Records section start

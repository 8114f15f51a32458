//! Task mutations

use super::{Applied, Mutation, Undo};
use crate::api::Request;
use crate::error::{KanbanError, Result};
use crate::reducer;
use crate::types::{Board, ColumnId, DragEvent, Task, TaskId, TaskPayload};

/// Create a task at the end of a column
#[derive(Debug, Clone)]
pub struct CreateTask {
    pub column_id: ColumnId,
    pub payload: TaskPayload,
}

impl CreateTask {
    pub fn new(column_id: impl Into<ColumnId>, payload: TaskPayload) -> Self {
        Self {
            column_id: column_id.into(),
            payload,
        }
    }
}

impl Mutation for CreateTask {
    type Output = Task;

    fn op(&self) -> &'static str {
        "create task"
    }

    fn apply(&self, board: &mut Board) -> Result<Applied<Task>> {
        let column = board.require_column(&self.column_id)?;
        let task = Task::from_payload(self.payload.clone(), column.id.clone(), column.name.clone());

        board.insert_task(task.clone(), None)?;

        Ok(Applied::changed(
            task.clone(),
            Undo::RemoveTask {
                task_id: task.id.clone(),
            },
            Request::CreateTask {
                column_id: self.column_id.clone(),
                task,
            },
        ))
    }
}

/// Replace a task's content.
///
/// Ordering and column membership are not touched; the stored `column_id`
/// and `stage` always win over whatever the caller passed.
#[derive(Debug, Clone)]
pub struct UpdateTask {
    pub task: Task,
}

impl UpdateTask {
    pub fn new(task: Task) -> Self {
        Self { task }
    }
}

impl Mutation for UpdateTask {
    type Output = Task;

    fn op(&self) -> &'static str {
        "update task"
    }

    fn apply(&self, board: &mut Board) -> Result<Applied<Task>> {
        let stored = board
            .task_mut(&self.task.id)
            .ok_or_else(|| KanbanError::TaskNotFound {
                id: self.task.id.to_string(),
            })?;

        let mut updated = self.task.clone();
        updated.column_id = stored.column_id.clone();
        updated.stage = stored.stage.clone();

        if *stored == updated {
            return Ok(Applied::unchanged(updated));
        }
        *stored = updated.clone();

        Ok(Applied::changed(
            updated.clone(),
            // last write wins: a failed update keeps the local content
            Undo::None,
            Request::UpdateTask { task: updated },
        ))
    }
}

/// Remove a task from its column and the board
#[derive(Debug, Clone)]
pub struct DeleteTask {
    pub column_id: ColumnId,
    pub task_id: TaskId,
}

impl DeleteTask {
    pub fn new(column_id: impl Into<ColumnId>, task_id: impl Into<TaskId>) -> Self {
        Self {
            column_id: column_id.into(),
            task_id: task_id.into(),
        }
    }
}

impl Mutation for DeleteTask {
    type Output = Task;

    fn op(&self) -> &'static str {
        "delete task"
    }

    fn apply(&self, board: &mut Board) -> Result<Applied<Task>> {
        board.require_column(&self.column_id)?;
        match board.task(&self.task_id) {
            Some(task) if task.column_id == self.column_id => {}
            Some(task) => {
                return Err(KanbanError::inconsistent(format!(
                    "task '{}' is in column '{}', not '{}'",
                    self.task_id, task.column_id, self.column_id
                )))
            }
            None => {
                return Err(KanbanError::TaskNotFound {
                    id: self.task_id.to_string(),
                })
            }
        }

        let (task, index) = board
            .remove_task(&self.task_id)
            .ok_or_else(|| KanbanError::TaskNotFound {
                id: self.task_id.to_string(),
            })?;

        Ok(Applied::changed(
            task.clone(),
            Undo::RestoreTask { task, index },
            Request::DeleteTask {
                column_id: self.column_id.clone(),
                task_id: self.task_id.clone(),
            },
        ))
    }
}

/// Move a task as described by a task drop
#[derive(Debug, Clone)]
pub struct MoveTask {
    pub event: DragEvent,
}

impl MoveTask {
    pub fn new(event: DragEvent) -> Self {
        Self { event }
    }

    /// Build the drop that moves a task from wherever it is now
    pub fn to(
        board: &Board,
        task_id: &TaskId,
        dest_column: &ColumnId,
        dest_index: usize,
    ) -> Result<Self> {
        let task = board.task(task_id).ok_or_else(|| KanbanError::TaskNotFound {
            id: task_id.to_string(),
        })?;
        let source_index = board
            .column(&task.column_id)
            .and_then(|c| c.position_of(task_id))
            .ok_or_else(|| {
                KanbanError::inconsistent(format!("task '{}' is not listed in its column", task_id))
            })?;
        Ok(Self::new(DragEvent::task(
            task_id.clone(),
            task.column_id.clone(),
            source_index,
            dest_column.clone(),
            dest_index,
        )))
    }
}

impl Mutation for MoveTask {
    type Output = ();

    fn op(&self) -> &'static str {
        "move task"
    }

    fn apply(&self, board: &mut Board) -> Result<Applied<()>> {
        let DragEvent::Task {
            task_id,
            source_column,
            source_index,
            dest_column,
            ..
        } = &self.event
        else {
            return Err(KanbanError::invalid_drag("expected a task drop"));
        };

        let next = reducer::apply(board, &self.event)?;
        if next == *board {
            return Ok(Applied::unchanged(()));
        }

        // Position actually taken after clamping
        let landed = next
            .column(dest_column)
            .and_then(|c| c.position_of(task_id))
            .unwrap_or(0);
        *board = next;

        Ok(Applied::changed(
            (),
            Undo::MoveTaskBack {
                task_id: task_id.clone(),
                column_id: source_column.clone(),
                index: *source_index,
            },
            Request::MoveTask {
                task_id: task_id.clone(),
                source_column: source_column.clone(),
                dest_column: dest_column.clone(),
                dest_index: landed,
            },
        ))
    }
}

#[cfg(test)]
mod tests {
    use super::*;
    use crate::types::TaskStatus;

    fn board() -> Board {
        let mut board = Board::new("Test");
        board.columns = Board::default_columns();
        board
            .insert_task(Task::new("Brief", "todo").with_id("t1"), None)
            .unwrap();
        board
            .insert_task(Task::new("Shoot", "todo").with_id("t2"), None)
            .unwrap();
        board
    }

    #[test]
    fn test_create_appends_and_undoes() {
        let mut board = board();
        let before = board.clone();

        let applied = CreateTask::new("todo", TaskPayload::new("Edit"))
            .apply(&mut board)
            .unwrap();

        let todo = board.column(&"todo".into()).unwrap();
        assert_eq!(todo.task_ids.last(), Some(&applied.value.id));
        assert_eq!(applied.value.stage, "To Do");
        assert!(matches!(applied.request, Some(Request::CreateTask { .. })));

        applied.undo.apply(&mut board).unwrap();
        assert_eq!(board, before);
    }

    #[test]
    fn test_create_in_missing_column() {
        let mut board = board();
        let result = CreateTask::new("nope", TaskPayload::new("X")).apply(&mut board);
        assert!(matches!(result, Err(KanbanError::ColumnNotFound { .. })));
    }

    #[test]
    fn test_update_keeps_membership() {
        let mut board = board();
        let mut edited = board.task(&"t1".into()).unwrap().clone();
        edited.name = "Brief v2".into();
        edited.status = TaskStatus::done();
        edited.column_id = "done".into();

        let applied = UpdateTask::new(edited).apply(&mut board).unwrap();
        assert_eq!(applied.undo, Undo::None);

        let stored = board.task(&"t1".into()).unwrap();
        assert_eq!(stored.name, "Brief v2");
        assert_eq!(stored.column_id.as_str(), "todo");
        board.validate().unwrap();
    }

    #[test]
    fn test_update_without_changes_is_noop() {
        let mut board = board();
        let same = board.task(&"t1".into()).unwrap().clone();
        let applied = UpdateTask::new(same).apply(&mut board).unwrap();
        assert!(applied.request.is_none());
    }

    #[test]
    fn test_delete_and_restore() {
        let mut board = board();
        let before = board.clone();

        let applied = DeleteTask::new("todo", "t1").apply(&mut board).unwrap();
        assert!(board.task(&"t1".into()).is_none());
        assert_eq!(board.column(&"todo".into()).unwrap().task_ids.len(), 1);

        applied.undo.apply(&mut board).unwrap();
        assert_eq!(board, before);
    }

    #[test]
    fn test_delete_from_wrong_column() {
        let mut board = board();
        let result = DeleteTask::new("done", "t1").apply(&mut board);
        assert!(matches!(result, Err(KanbanError::Inconsistent { .. })));
        assert!(board.task(&"t1".into()).is_some());
    }

    #[test]
    fn test_move_reports_clamped_index() {
        let mut board = board();
        let before = board.clone();
        let applied = MoveTask::to(&board, &"t1".into(), &"done".into(), 7)
            .unwrap()
            .apply(&mut board)
            .unwrap();

        match applied.request {
            Some(Request::MoveTask { dest_index, .. }) => assert_eq!(dest_index, 0),
            other => panic!("unexpected request {:?}", other),
        }

        applied.undo.apply(&mut board).unwrap();
        assert_eq!(board, before);
    }

    #[test]
    fn test_in_place_move_sends_nothing() {
        let mut board = board();
        let applied = MoveTask::to(&board, &"t2".into(), &"todo".into(), 1)
            .unwrap()
            .apply(&mut board)
            .unwrap();
        assert!(applied.request.is_none());
    }
}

Records section end

> **Requirement**
Would you please return all lines from the listing above that contain "last"?

> **Output for this exercise**
            // last write wins: a failed update keeps the local content
        assert_eq!(todo.task_ids.last(), Some(&applied.value.id));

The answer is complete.